Using Fibonacci Numbers and Chebyshev Polynomials to Express Fox Coloring Groups and Alexander-Burau-Fox Modules of Diagrams of Wheel Graphs
Anthony Christiana, Huizheng Guo, Jozef H. Przytycki
TL;DR
The paper derives closed formulas for the reduced Fox coloring groups of wheel-graph diagrams, showing Col^{red}(D_n) is determined by Fibonacci numbers and Lucas numbers via wheel-graph combinatorics. It then generalizes to the Alexander-Burau-Fox module over $\mathbb{Z}[t^{\pm1}]$ using Chebyshev polynomials of the second kind, providing an explicit module decomposition into cyclic summands and computing the determinant of a reduced ABF matrix. The work illuminates a deep connection between colorings, Chebyshev polynomials, and Burau representation, linking knot-theoretic invariants to branched-covering topology through product-to-sum identities and explicit matrix reductions.
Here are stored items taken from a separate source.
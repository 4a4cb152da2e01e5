use std::path::{Component, Path, PathBuf};

use image::ImageFormat;
use log::{debug, error, warn};
use uuid::Uuid;

use crate::{
    constants::{IMAGE_FIELD, INVALID_IMAGE, RECIPE_IMAGE_DIR},
    error::{Error, HtmlError},
};

/// Upload whose content decoded as an image.
#[derive(Debug, Clone)]
pub struct ValidatedImage {
    bytes: Vec<u8>,
    format: ImageFormat,
}

impl ValidatedImage {
    pub fn format(&self) -> ImageFormat {
        self.format
    }

    fn extension(&self) -> &'static str {
        self.format().extensions_str().first().copied().unwrap_or("img")
    }
}

/// Sniffs the format from the content and decodes the whole image.
///
/// The file name and declared content type of the upload are never consulted.
pub fn validate_image(bytes: Vec<u8>) -> Result<ValidatedImage, Error> {
    let invalid = || Error::field(IMAGE_FIELD, INVALID_IMAGE);

    let format = image::guess_format(&bytes).map_err(|e| {
        debug!("upload is not a known image format: {e}");
        invalid()
    })?;
    image::load_from_memory_with_format(&bytes, format).map_err(|e| {
        debug!("upload failed to decode as {format:?}: {e}");
        invalid()
    })?;

    Ok(ValidatedImage { bytes, format })
}

/// Filesystem blob store for uploaded images.
///
/// Rows keep paths relative to `root`; clients see them prefixed with `url`.
#[derive(Debug, Clone)]
pub struct MediaStorage {
    root: PathBuf,
    url: String,
}

impl MediaStorage {
    pub fn new(root: impl Into<PathBuf>, url: &str) -> Self {
        let mut url = url.to_string();
        if !url.ends_with('/') {
            url.push('/');
        }

        Self {
            root: root.into(),
            url,
        }
    }

    pub fn root(&self) -> &Path {
        &self.root
    }

    pub async fn ensure_root(&self) -> Result<(), Error> {
        tokio::fs::create_dir_all(self.root.join(RECIPE_IMAGE_DIR))
            .await
            .map_err(|e| io_error("create media root", &self.root, e))
    }

    pub fn url_for(&self, path: &str) -> String {
        format!("{}{}", self.url, path)
    }

    /// Resolves a stored relative path, refusing anything that escapes the root.
    pub fn absolute(&self, path: &str) -> Option<PathBuf> {
        let relative = Path::new(path);
        let contained = relative
            .components()
            .all(|component| matches!(component, Component::Normal(_)));

        if contained && !path.is_empty() {
            Some(self.root.join(relative))
        } else {
            None
        }
    }

    /// Writes the image under a fresh name and returns its relative path.
    ///
    /// The bytes go to a temporary file first and are renamed into place, so
    /// the returned path never names a partially written file.
    pub async fn store_image(&self, image: &ValidatedImage) -> Result<String, Error> {
        let name = format!("{}.{}", Uuid::new_v4(), image.extension());
        let relative = format!("{RECIPE_IMAGE_DIR}/{name}");

        let directory = self.root.join(RECIPE_IMAGE_DIR);
        tokio::fs::create_dir_all(&directory)
            .await
            .map_err(|e| io_error("create image directory", &directory, e))?;

        let target = directory.join(&name);
        let partial = directory.join(format!(".{name}.part"));

        tokio::fs::write(&partial, &image.bytes)
            .await
            .map_err(|e| io_error("write image", &partial, e))?;
        if let Err(e) = tokio::fs::rename(&partial, &target).await {
            let _ = tokio::fs::remove_file(&partial).await;
            return Err(io_error("move image into place", &target, e));
        }

        Ok(relative)
    }

    /// Deletes a stored blob. Failures are logged, never surfaced.
    pub async fn release(&self, path: &str) {
        let absolute = match self.absolute(path) {
            Some(absolute) => absolute,
            None => {
                warn!("refusing to release media path outside the root: {path}");
                return;
            }
        };

        match tokio::fs::remove_file(&absolute).await {
            Ok(()) => debug!("released {}", absolute.display()),
            Err(e) if e.kind() == std::io::ErrorKind::NotFound => {
                debug!("{} was already gone", absolute.display())
            }
            Err(e) => error!("failed to release {}: {e}", absolute.display()),
        }
    }
}

fn io_error(action: &str, path: &Path, e: std::io::Error) -> Error {
    error!("failed to {action} at {}: {e}", path.display());
    HtmlError::InternalServerError.default()
}

#[cfg(test)]
mod tests {
    use std::io::Cursor;

    use image::{ImageBuffer, Rgb};
    use tempfile::tempdir;

    use super::*;

    fn jpeg() -> Vec<u8> {
        let img: ImageBuffer<Rgb<u8>, Vec<u8>> = ImageBuffer::new(10, 10);
        let mut bytes = Cursor::new(Vec::new());
        img.write_to(&mut bytes, ImageFormat::Jpeg).unwrap();
        bytes.into_inner()
    }

    #[test]
    fn decodable_images_pass_validation() {
        let image = validate_image(jpeg()).unwrap();
        assert_eq!(image.format(), ImageFormat::Jpeg);
        assert_eq!(image.extension(), "jpg");
    }

    #[test]
    fn arbitrary_bytes_are_rejected() {
        let error = validate_image(b"notimage".to_vec()).unwrap_err();
        assert_eq!(error.code, 400);
        assert_eq!(error.fields.unwrap()[IMAGE_FIELD], vec![INVALID_IMAGE.to_string()]);
    }

    #[test]
    fn truncated_images_are_rejected() {
        let mut bytes = jpeg();
        bytes.truncate(20);
        assert!(validate_image(bytes).is_err());
    }

    #[test]
    fn paths_outside_the_root_do_not_resolve() {
        let storage = MediaStorage::new("/srv/media", "/media");

        assert_eq!(
            storage.absolute("uploads/recipe/a.jpg"),
            Some(PathBuf::from("/srv/media/uploads/recipe/a.jpg"))
        );
        assert_eq!(storage.absolute("../etc/passwd"), None);
        assert_eq!(storage.absolute("/etc/passwd"), None);
        assert_eq!(storage.absolute(""), None);
        assert_eq!(storage.url_for("uploads/recipe/a.jpg"), "/media/uploads/recipe/a.jpg");
    }

    #[tokio::test]
    async fn stored_images_exist_until_released() {
        let root = tempdir().unwrap();
        let storage = MediaStorage::new(root.path(), "/media/");
        let image = validate_image(jpeg()).unwrap();

        let path = storage.store_image(&image).await.unwrap();
        assert!(path.starts_with(RECIPE_IMAGE_DIR));
        assert!(path.ends_with(".jpg"));

        let absolute = storage.absolute(&path).unwrap();
        assert_eq!(std::fs::read(&absolute).unwrap(), jpeg());

        storage.release(&path).await;
        assert!(!absolute.exists());

        // releasing twice is harmless
        storage.release(&path).await;
    }
}
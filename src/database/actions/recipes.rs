use log::info;
use sqlx::{PgConnection, Pool, Postgres, QueryBuilder};

use crate::{
    database::error::QueryError,
    error::{Error, FieldErrors, HtmlError},
    form::RecipePayload,
    permissions::OwnerScope,
    query::{RecipeFilter, RECIPE_COLUMNS},
    schema::{AttributeKind, FullRecipe, Id, Recipe},
};

use super::attributes::{find_foreign_attributes, list_linked_attributes};

const RELATIONS: [AttributeKind; 2] = [AttributeKind::Tag, AttributeKind::Ingredient];

pub async fn fetch_recipes(
    filter: &RecipeFilter,
    scope: &OwnerScope,
    pool: &Pool<Postgres>,
) -> Result<Vec<FullRecipe>, Error> {
    let rows: Vec<Recipe> = filter
        .build(scope)
        .build_query_as()
        .fetch_all(pool)
        .await
        .map_err(QueryError::from)?;

    with_relations(rows, pool).await
}

/// Attaches tags and ingredients to each row, keeping the row order.
pub async fn with_relations(
    rows: Vec<Recipe>,
    pool: &Pool<Postgres>,
) -> Result<Vec<FullRecipe>, Error> {
    let ids: Vec<Id> = rows.iter().map(|row| row.id).collect();
    let mut tags = list_linked_attributes(AttributeKind::Tag, &ids, pool).await?;
    let mut ingredients = list_linked_attributes(AttributeKind::Ingredient, &ids, pool).await?;

    Ok(rows
        .into_iter()
        .map(|recipe| FullRecipe {
            tags: tags.remove(&recipe.id).unwrap_or_default(),
            ingredients: ingredients.remove(&recipe.id).unwrap_or_default(),
            recipe,
        })
        .collect())
}

/// Looks up one recipe owned by `scope`. Rows of other users are reported as missing.
pub async fn get_recipe_row(
    id: Id,
    scope: &OwnerScope,
    pool: &Pool<Postgres>,
) -> Result<Recipe, Error> {
    let mut builder = scope.scoped(&format!("SELECT {RECIPE_COLUMNS} FROM recipes r"), "r");
    builder.push(" AND r.id = ").push_bind(id);

    let row: Option<Recipe> = builder
        .build_query_as()
        .fetch_optional(pool)
        .await
        .map_err(QueryError::from)?;

    row.ok_or_else(|| HtmlError::NotFound.default())
}

pub async fn get_recipe(
    id: Id,
    scope: &OwnerScope,
    pool: &Pool<Postgres>,
) -> Result<FullRecipe, Error> {
    let row = get_recipe_row(id, scope, pool).await?;
    single(with_relations(vec![row], pool).await?)
}

fn single(mut recipes: Vec<FullRecipe>) -> Result<FullRecipe, Error> {
    recipes.pop().ok_or_else(|| HtmlError::NotFound.default())
}

/// Rejects relation ids that are unknown or owned by someone else.
async fn validate_relations(
    payload: &RecipePayload,
    scope: &OwnerScope,
    pool: &Pool<Postgres>,
) -> Result<(), Error> {
    let mut errors = FieldErrors::new();

    for kind in RELATIONS {
        let ids = match relation_ids(payload, kind) {
            Some(ids) => ids,
            None => continue,
        };
        let foreign = find_foreign_attributes(kind, ids, scope, pool).await?;
        if let Some(id) = foreign.first() {
            errors.insert(
                kind.field().to_string(),
                vec![format!("Invalid pk \"{id}\" - object does not exist.")],
            );
        }
    }

    if errors.is_empty() {
        Ok(())
    } else {
        Err(Error::fields(errors))
    }
}

fn relation_ids(payload: &RecipePayload, kind: AttributeKind) -> Option<&[Id]> {
    match kind {
        AttributeKind::Tag => payload.tags.as_deref(),
        AttributeKind::Ingredient => payload.ingredients.as_deref(),
    }
}

/// Replaces the association rows of `kind` for a recipe.
async fn replace_links(
    kind: AttributeKind,
    recipe_id: Id,
    ids: &[Id],
    conn: &mut PgConnection,
) -> Result<(), Error> {
    sqlx::query(&format!(
        "DELETE FROM {} WHERE recipe_id = $1",
        kind.link_table()
    ))
    .bind(recipe_id)
    .execute(&mut *conn)
    .await
    .map_err(QueryError::from)?;

    if ids.is_empty() {
        return Ok(());
    }

    let mut builder: QueryBuilder<Postgres> = QueryBuilder::new(format!(
        "INSERT INTO {} (recipe_id, {}) ",
        kind.link_table(),
        kind.link_column()
    ));
    builder.push_values(ids.iter(), |mut b, id| {
        b.push_bind(recipe_id).push_bind(*id);
    });
    builder.push(" ON CONFLICT DO NOTHING");

    builder
        .build()
        .execute(&mut *conn)
        .await
        .map_err(QueryError::from)?;

    Ok(())
}

/// Inserts a recipe owned by `scope`, whatever ownership the payload claimed.
pub async fn create_recipe(
    payload: &RecipePayload,
    scope: &OwnerScope,
    pool: &Pool<Postgres>,
) -> Result<FullRecipe, Error> {
    validate_relations(payload, scope, pool).await?;

    let mut tx = pool.begin().await.map_err(QueryError::from)?;

    let recipe: Recipe = sqlx::query_as(
        "
        INSERT INTO recipes (user_id, title, time_minutes, price, link)
        VALUES ($1, $2, $3, $4, $5)
        RETURNING id, user_id, title, time_minutes, price, link, image
    ",
    )
    .bind(scope.user_id())
    .bind(payload.title.as_deref().unwrap_or_default())
    .bind(payload.time_minutes.unwrap_or_default())
    .bind(payload.price.unwrap_or_default())
    .bind(payload.link.as_deref().unwrap_or_default())
    .fetch_one(&mut *tx)
    .await
    .map_err(QueryError::from)?;

    for kind in RELATIONS {
        if let Some(ids) = relation_ids(payload, kind) {
            replace_links(kind, recipe.id, ids, &mut tx).await?;
        }
    }

    tx.commit().await.map_err(QueryError::from)?;

    info!("created recipe {} for user {}", recipe.id, scope.user_id());
    get_recipe(recipe.id, scope, pool).await
}

/// Applies `payload` to a recipe owned by `scope`.
///
/// Only the keys set in the payload are written; a full update is expressed
/// by a payload read in replace mode, where every key is set. A recipe outside
/// `scope` matches no row and is reported as missing.
pub async fn update_recipe(
    id: Id,
    payload: &RecipePayload,
    scope: &OwnerScope,
    pool: &Pool<Postgres>,
) -> Result<FullRecipe, Error> {
    validate_relations(payload, scope, pool).await?;

    let mut tx = pool.begin().await.map_err(QueryError::from)?;

    let mut builder: QueryBuilder<Postgres> = QueryBuilder::new("UPDATE recipes r SET ");
    let mut assignments = builder.separated(", ");
    assignments.push("id = r.id");
    if let Some(title) = &payload.title {
        assignments.push("title = ").push_bind_unseparated(title.to_owned());
    }
    if let Some(time_minutes) = payload.time_minutes {
        assignments
            .push("time_minutes = ")
            .push_bind_unseparated(time_minutes);
    }
    if let Some(price) = payload.price {
        assignments.push("price = ").push_bind_unseparated(price);
    }
    if let Some(link) = &payload.link {
        assignments.push("link = ").push_bind_unseparated(link.to_owned());
    }
    builder.push(" WHERE ");
    scope.push_predicate(&mut builder, "r");
    builder.push(" AND r.id = ").push_bind(id);

    let updated = builder
        .build()
        .execute(&mut *tx)
        .await
        .map_err(QueryError::from)?;
    if updated.rows_affected() == 0 {
        return Err(HtmlError::NotFound.default());
    }

    for kind in RELATIONS {
        if let Some(ids) = relation_ids(payload, kind) {
            replace_links(kind, id, ids, &mut tx).await?;
        }
    }

    tx.commit().await.map_err(QueryError::from)?;

    info!("updated recipe {} for user {}", id, scope.user_id());
    get_recipe(id, scope, pool).await
}

/// Deletes a recipe and returns the stored image path it referenced, if any.
pub async fn delete_recipe(
    id: Id,
    scope: &OwnerScope,
    pool: &Pool<Postgres>,
) -> Result<Option<String>, Error> {
    let mut builder = scope.scoped("DELETE FROM recipes r", "r");
    builder.push(" AND r.id = ").push_bind(id).push(" RETURNING r.image");

    let row: Option<(Option<String>,)> = builder
        .build_query_as()
        .fetch_optional(pool)
        .await
        .map_err(QueryError::from)?;

    match row {
        Some((image,)) => {
            info!("deleted recipe {} for user {}", id, scope.user_id());
            Ok(image)
        }
        None => Err(HtmlError::NotFound.default()),
    }
}

/// Points a recipe at a newly stored image.
///
/// Returns the updated row and the path it referenced before, which the
/// caller releases once this has committed.
pub async fn set_recipe_image(
    id: Id,
    image: &str,
    scope: &OwnerScope,
    pool: &Pool<Postgres>,
) -> Result<(Recipe, Option<String>), Error> {
    let mut tx = pool.begin().await.map_err(QueryError::from)?;

    let mut builder = scope.scoped("SELECT r.image FROM recipes r", "r");
    builder.push(" AND r.id = ").push_bind(id).push(" FOR UPDATE");
    let previous: Option<(Option<String>,)> = builder
        .build_query_as()
        .fetch_optional(&mut *tx)
        .await
        .map_err(QueryError::from)?;
    let previous = match previous {
        Some((previous,)) => previous,
        None => return Err(HtmlError::NotFound.default()),
    };

    let mut builder: QueryBuilder<Postgres> = QueryBuilder::new("UPDATE recipes r SET image = ");
    builder.push_bind(image.to_owned()).push(" WHERE ");
    scope.push_predicate(&mut builder, "r");
    builder
        .push(" AND r.id = ")
        .push_bind(id)
        .push(format!(" RETURNING {RECIPE_COLUMNS}"));

    let recipe: Recipe = builder
        .build_query_as()
        .fetch_one(&mut *tx)
        .await
        .map_err(QueryError::from)?;

    tx.commit().await.map_err(QueryError::from)?;

    info!("stored image for recipe {} of user {}", id, scope.user_id());
    Ok((recipe, previous))
}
Overall, the results yield compact, computable formulas for both the reduced coloring groups and ABF modules for the class of closures of $(\sigma_1\sigma_2^{-1})^n$, with potential implications for branched-covering homology and orderability questions in 3-manifold topology.
Abstract
In this paper we compute the Reduced Fox Coloring Group of the diagrams of Wheel Graphs which can also be represented at the closure of the braids $(σ_1 σ_2^{-1})^n$. In doing so, we utilize Fibonacci numbers and their properties. Following this, we generalize our result to compute the Alexander-Burau-Fox Module over the ring $\mathbb{Z}[t^{\pm 1}]$ for the same class of links. In our computation, Chebyshev polynomials function as a generalization of Fibonacci Numbers.